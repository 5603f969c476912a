use chrono::NaiveDateTime;
use serde::{Deserialize, Serialize};

use super::user::Role;
use crate::http::{QueryParams, ToQuery};

backend_enum! {
    /// Audience of a message.
    pub enum RecipientCategory {
        Individual => ("INDIVIDUAL", "Individual"),
        Team => ("TEAM", "Team"),
        TeamWithCoach => ("TEAM_WITH_COACH", "Team and coach"),
        AllPlayers => ("ALL_PLAYERS", "All players"),
        AllCoaches => ("ALL_COACHES", "All coaches"),
        AllOrganizers => ("ALL_ORGANIZERS", "All organizers"),
        CompetitionCoaches => ("COMPETITION_COACHES", "Coaches of a competition"),
        Global => ("GLOBAL", "Everyone"),
    }
}

impl RecipientCategory {
    /// Categories addressed to hand-picked users rather than a group.
    pub fn needs_recipients(&self) -> bool {
        matches!(self, RecipientCategory::Individual)
    }

    /// Categories addressed to the members of a related team or competition.
    pub fn needs_related_entity(&self) -> bool {
        matches!(
            self,
            RecipientCategory::Team
                | RecipientCategory::TeamWithCoach
                | RecipientCategory::CompetitionCoaches
        )
    }
}

#[derive(Serialize, Deserialize, Debug, Clone, PartialEq, Default)]
#[serde(rename_all = "camelCase", default)]
pub struct MessageDto {
    pub id: Option<i64>,
    pub content: String,
    pub sender_id: Option<i64>,
    pub sender_role: Option<Role>,
    pub recipient_ids: Vec<i64>,
    pub recipient_category: Option<RecipientCategory>,
    pub related_entity_id: Option<i64>,
    pub related_entity_type: Option<String>,
    pub sent_at: Option<NaiveDateTime>,
    pub read_at: Option<NaiveDateTime>,
    #[serde(alias = "read")]
    pub is_read: bool,
}

impl MessageDto {
    /// First line of the content, shortened for list views.
    pub fn preview(&self, max_chars: usize) -> String {
        let line = self.content.lines().next().unwrap_or_default();
        if line.chars().count() > max_chars {
            let cut: String = line.chars().take(max_chars).collect();
            format!("{}...", cut.trim_end())
        } else {
            line.to_string()
        }
    }
}

/// Body of an inbox or sent-box reply.
///
/// Depending on the handler the backend returns a bare list, a `{ "data": [...] }`
/// wrapper, or a single message.
#[derive(Deserialize, Debug, Clone, PartialEq)]
#[serde(untagged)]
pub enum MessageList {
    List(Vec<MessageDto>),
    Wrapped { data: Vec<MessageDto> },
    Single(MessageDto),
}

impl MessageList {
    pub fn into_vec(self) -> Vec<MessageDto> {
        match self {
            MessageList::List(messages) | MessageList::Wrapped { data: messages } => messages,
            MessageList::Single(message) => vec![message],
        }
    }
}

impl Default for MessageList {
    fn default() -> Self {
        MessageList::List(Vec::new())
    }
}

/// Potential recipient of a message.
#[derive(Serialize, Deserialize, Debug, Clone, PartialEq, Default)]
#[serde(rename_all = "camelCase", default)]
pub struct RecipientDto {
    pub id: Option<i64>,
    pub user_name: Option<String>,
    pub first_name: Option<String>,
    pub last_name: Option<String>,
    pub email: Option<String>,
    pub role: Option<Role>,
    pub team_name: Option<String>,
}

impl RecipientDto {
    /// "First Last", then the user name, then a placeholder.
    pub fn name(&self) -> String {
        let full = format!(
            "{} {}",
            self.first_name.as_deref().unwrap_or_default(),
            self.last_name.as_deref().unwrap_or_default()
        );
        let full = full.trim();

        if !full.is_empty() {
            full.to_string()
        } else {
            self.user_name
                .clone()
                .filter(|n| !n.is_empty())
                .unwrap_or_else(|| "Unknown user".to_string())
        }
    }
}

/// Query of `GET /messages/inbox`.
#[derive(Debug, Clone, Default, PartialEq)]
pub struct InboxFilter {
    pub is_read: Option<bool>,
    pub recipient_category: Option<RecipientCategory>,
    pub sender_id: Option<i64>,
    pub sender_role: Option<Role>,
    pub sender_roles: Vec<Role>,
    pub exclude_sender_roles: Vec<Role>,
    pub is_platform_message: Option<bool>,
    pub sender_name: Option<String>,
    pub related_entity_id: Option<i64>,
    pub related_entity_type: Option<String>,
}

impl ToQuery for InboxFilter {
    fn to_query(&self) -> QueryParams {
        let roles = |roles: &[Role]| roles.iter().map(|r| r.as_str().to_string()).collect::<Vec<_>>();

        QueryParams::new()
            .with_opt("isRead", self.is_read)
            .with_opt(
                "recipientCategory",
                self.recipient_category.as_ref().map(|c| c.as_str().to_string()),
            )
            .with_opt("senderId", self.sender_id)
            .with_opt(
                "senderRole",
                self.sender_role.as_ref().map(|r| r.as_str().to_string()),
            )
            .with_list("senderRoles", &roles(&self.sender_roles))
            .with_list("excludeSenderRoles", &roles(&self.exclude_sender_roles))
            .with_opt("isPlatformMessage", self.is_platform_message)
            .with_opt("senderName", self.sender_name.as_ref())
            .with_opt("relatedEntityId", self.related_entity_id)
            .with_opt("relatedEntityType", self.related_entity_type.as_ref())
    }
}

/// Query of `GET /messages/sent`.
#[derive(Debug, Clone, Default, PartialEq)]
pub struct SentFilter {
    pub recipient_category: Option<RecipientCategory>,
    pub recipient_id: Option<i64>,
    pub related_entity_id: Option<i64>,
    pub related_entity_type: Option<String>,
}

impl ToQuery for SentFilter {
    fn to_query(&self) -> QueryParams {
        QueryParams::new()
            .with_opt(
                "recipientCategory",
                self.recipient_category.as_ref().map(|c| c.as_str().to_string()),
            )
            .with_opt("recipientId", self.recipient_id)
            .with_opt("relatedEntityId", self.related_entity_id)
            .with_opt("relatedEntityType", self.related_entity_type.as_ref())
    }
}

/// Query of `GET /messages/recipients`.
#[derive(Debug, Clone, Default, PartialEq)]
pub struct RecipientFilter {
    pub team_name: Option<String>,
    pub competition_name: Option<String>,
    pub target_role: Option<Role>,
    pub search: Option<String>,
}

impl ToQuery for RecipientFilter {
    fn to_query(&self) -> QueryParams {
        QueryParams::new()
            .with_opt("teamName", self.team_name.as_ref())
            .with_opt("competitionName", self.competition_name.as_ref())
            .with_opt(
                "targetRole",
                self.target_role.as_ref().map(|r| r.as_str().to_string()),
            )
            .with_opt("search", self.search.as_ref())
    }
}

○ ○ ○

YOUR INSTRUCTIONS -> Look through the data above. Find each line with the string "MessageList" and copy it.

ANSWER SECTION ->
pub enum MessageList {
impl MessageList {
            MessageList::List(messages) | MessageList::Wrapped { data: messages } => messages,
            MessageList::Single(message) => vec![message],
impl Default for MessageList {
        MessageList::List(Vec::new())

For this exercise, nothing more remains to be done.